DATA FOR PROCESSING: Begin
//! Token model: categories, spans and classified tokens.

use serde::{Deserialize, Serialize};
use std::fmt;

/// Byte range of a token in the input text.
pub type Span = std::ops::Range<usize>;

/// Semantic class assigned to a token.
#[derive(Debug, Clone, Copy, PartialEq, Eq, Hash, Serialize, Deserialize)]
pub enum Category {
    /// Generic text: whitespace, newlines and bracketed binders
    Text,
    Operator,
    ClassName,
    PseudoKeyword,
    FunctionName,
    VariableName,
    /// `#` line comment
    Comment,
    /// `{ ... }` block comment
    MultilineComment,
    /// A character no rule could classify
    Error,
}

impl Category {
    pub const ALL: [Category; 9] = [
        Category::Text,
        Category::Operator,
        Category::ClassName,
        Category::PseudoKeyword,
        Category::FunctionName,
        Category::VariableName,
        Category::Comment,
        Category::MultilineComment,
        Category::Error,
    ];

    /// Dotted token type name used by Pygments-style highlighters.
    pub fn pygments_name(self) -> &'static str {
        match self {
            Category::Text => "Text",
            Category::Operator => "Operator",
            Category::ClassName => "Name.Class",
            Category::PseudoKeyword => "Keyword.Pseudo",
            Category::FunctionName => "Name.Function",
            Category::VariableName => "Name.Variable",
            Category::Comment => "Comment",
            Category::MultilineComment => "Comment.Multiline",
            Category::Error => "Error",
        }
    }

    /// Short CSS class used by HTML highlighters. Plain text has none.
    pub fn css_class(self) -> &'static str {
        match self {
            Category::Text => "",
            Category::Operator => "o",
            Category::ClassName => "nc",
            Category::PseudoKeyword => "kp",
            Category::FunctionName => "nf",
            Category::VariableName => "nv",
            Category::Comment => "c",
            Category::MultilineComment => "cm",
            Category::Error => "err",
        }
    }
}

impl fmt::Display for Category {
    fn fmt(&self, f: &mut fmt::Formatter<'_>) -> fmt::Result {
        f.write_str(self.pygments_name())
    }
}

/// A classified slice of the input.
#[derive(Debug, Clone, PartialEq, Eq, Serialize)]
pub struct Token<'a> {
    pub category: Category,
    pub span: Span,
    pub text: &'a str,
}

impl<'a> Token<'a> {
    pub(crate) fn new(category: Category, span: Span, text: &'a str) -> Self {
        debug_assert_eq!(span.len(), text.len());
        Self {
            category,
            span,
            text,
        }
    }

    pub fn len(&self) -> usize {
        self.span.len()
    }

    pub fn is_empty(&self) -> bool {
        self.span.is_empty()
    }

    pub fn is_error(&self) -> bool {
        self.category == Category::Error
    }
}

impl fmt::Display for Token<'_> {
    fn fmt(&self, f: &mut fmt::Formatter<'_>) -> fmt::Result {
        write!(f, "{} {:?}", self.category, self.text)
    }
}

#[cfg(test)]
mod tests {
    use super::*;

    #[test]
    fn test_category_names() {
        assert_eq!(Category::ClassName.to_string(), "Name.Class");
        assert_eq!(Category::PseudoKeyword.pygments_name(), "Keyword.Pseudo");
        assert_eq!(Category::MultilineComment.css_class(), "cm");
        assert_eq!(Category::Text.css_class(), "");
    }

    #[test]
    fn test_css_classes_are_distinct() {
        let mut classes: Vec<_> = Category::ALL.iter().map(|c| c.css_class()).collect();
        classes.sort_unstable();
        classes.dedup();
        assert_eq!(classes.len(), Category::ALL.len());
    }

    #[test]
    fn test_token_display() {
        let token = Token::new(Category::VariableName, 4..7, "imp");
        assert_eq!(token.to_string(), "Name.Variable \"imp\"");
        assert_eq!(token.len(), 3);
        assert!(!token.is_error());
    }
}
DATA FOR PROCESSING: End
Could you return the complete set of entries exactly?

//! Token model: categories, spans and classified tokens.

use serde::{Deserialize, Serialize};
use std::fmt;

/// Byte range of a token in the input text.
pub type Span = std::ops::Range<usize>;

/// Semantic class assigned to a token.
#[derive(Debug, Clone, Copy, PartialEq, Eq, Hash, Serialize, Deserialize)]
pub enum Category {
    /// Generic text: whitespace, newlines and bracketed binders
    Text,
    Operator,
    ClassName,
    PseudoKeyword,
    FunctionName,
    VariableName,
    /// `#` line comment
    Comment,
    /// `{ ... }` block comment
    MultilineComment,
    /// A character no rule could classify
    Error,
}

impl Category {
    pub const ALL: [Category; 9] = [
        Category::Text,
        Category::Operator,
        Category::ClassName,
        Category::PseudoKeyword,
        Category::FunctionName,
        Category::VariableName,
        Category::Comment,
        Category::MultilineComment,
        Category::Error,
    ];

    /// Dotted token type name used by Pygments-style highlighters.
    pub fn pygments_name(self) -> &'static str {
        match self {
            Category::Text => "Text",
            Category::Operator => "Operator",
            Category::ClassName => "Name.Class",
            Category::PseudoKeyword => "Keyword.Pseudo",
            Category::FunctionName => "Name.Function",
            Category::VariableName => "Name.Variable",
            Category::Comment => "Comment",
            Category::MultilineComment => "Comment.Multiline",
            Category::Error => "Error",
        }
    }

    /// Short CSS class used by HTML highlighters. Plain text has none.
    pub fn css_class(self) -> &'static str {
        match self {
            Category::Text => "",
            Category::Operator => "o",
            Category::ClassName => "nc",
            Category::PseudoKeyword => "kp",
            Category::FunctionName => "nf",
            Category::VariableName => "nv",
            Category::Comment => "c",
            Category::MultilineComment => "cm",
            Category::Error => "err",
        }
    }
}

impl fmt::Display for Category {
    fn fmt(&self, f: &mut fmt::Formatter<'_>) -> fmt::Result {
        f.write_str(self.pygments_name())
    }
}

/// A classified slice of the input.
#[derive(Debug, Clone, PartialEq, Eq, Serialize)]
pub struct Token<'a> {
    pub category: Category,
    pub span: Span,
    pub text: &'a str,
}

impl<'a> Token<'a> {
    pub(crate) fn new(category: Category, span: Span, text: &'a str) -> Self {
        debug_assert_eq!(span.len(), text.len());
        Self {
            category,
            span,
            text,
        }
    }

    pub fn len(&self) -> usize {
        self.span.len()
    }

    pub fn is_empty(&self) -> bool {
        self.span.is_empty()
    }

    pub fn is_error(&self) -> bool {
        self.category == Category::Error
    }
}

impl fmt::Display for Token<'_> {
    fn fmt(&self, f: &mut fmt::Formatter<'_>) -> fmt::Result {
        write!(f, "{} {:?}", self.category, self.text)
    }
}

#[cfg(test)]
mod tests {
    use super::*;

    #[test]
    fn test_category_names() {
        assert_eq!(Category::ClassName.to_string(), "Name.Class");
        assert_eq!(Category::PseudoKeyword.pygments_name(), "Keyword.Pseudo");
        assert_eq!(Category::MultilineComment.css_class(), "cm");
        assert_eq!(Category::Text.css_class(), "");
    }

    #[test]
    fn test_css_classes_are_distinct() {
        let mut classes: Vec<_> = Category::ALL.iter().map(|c| c.css_class()).collect();
        classes.sort_unstable();
        classes.dedup();
        assert_eq!(classes.len(), Category::ALL.len());
    }

    #[test]
    fn test_token_display() {
        let token = Token::new(Category::VariableName, 4..7, "imp");
        assert_eq!(token.to_string(), "Name.Variable \"imp\"");
        assert_eq!(token.len(), 3);
        assert!(!token.is_error());
    }
}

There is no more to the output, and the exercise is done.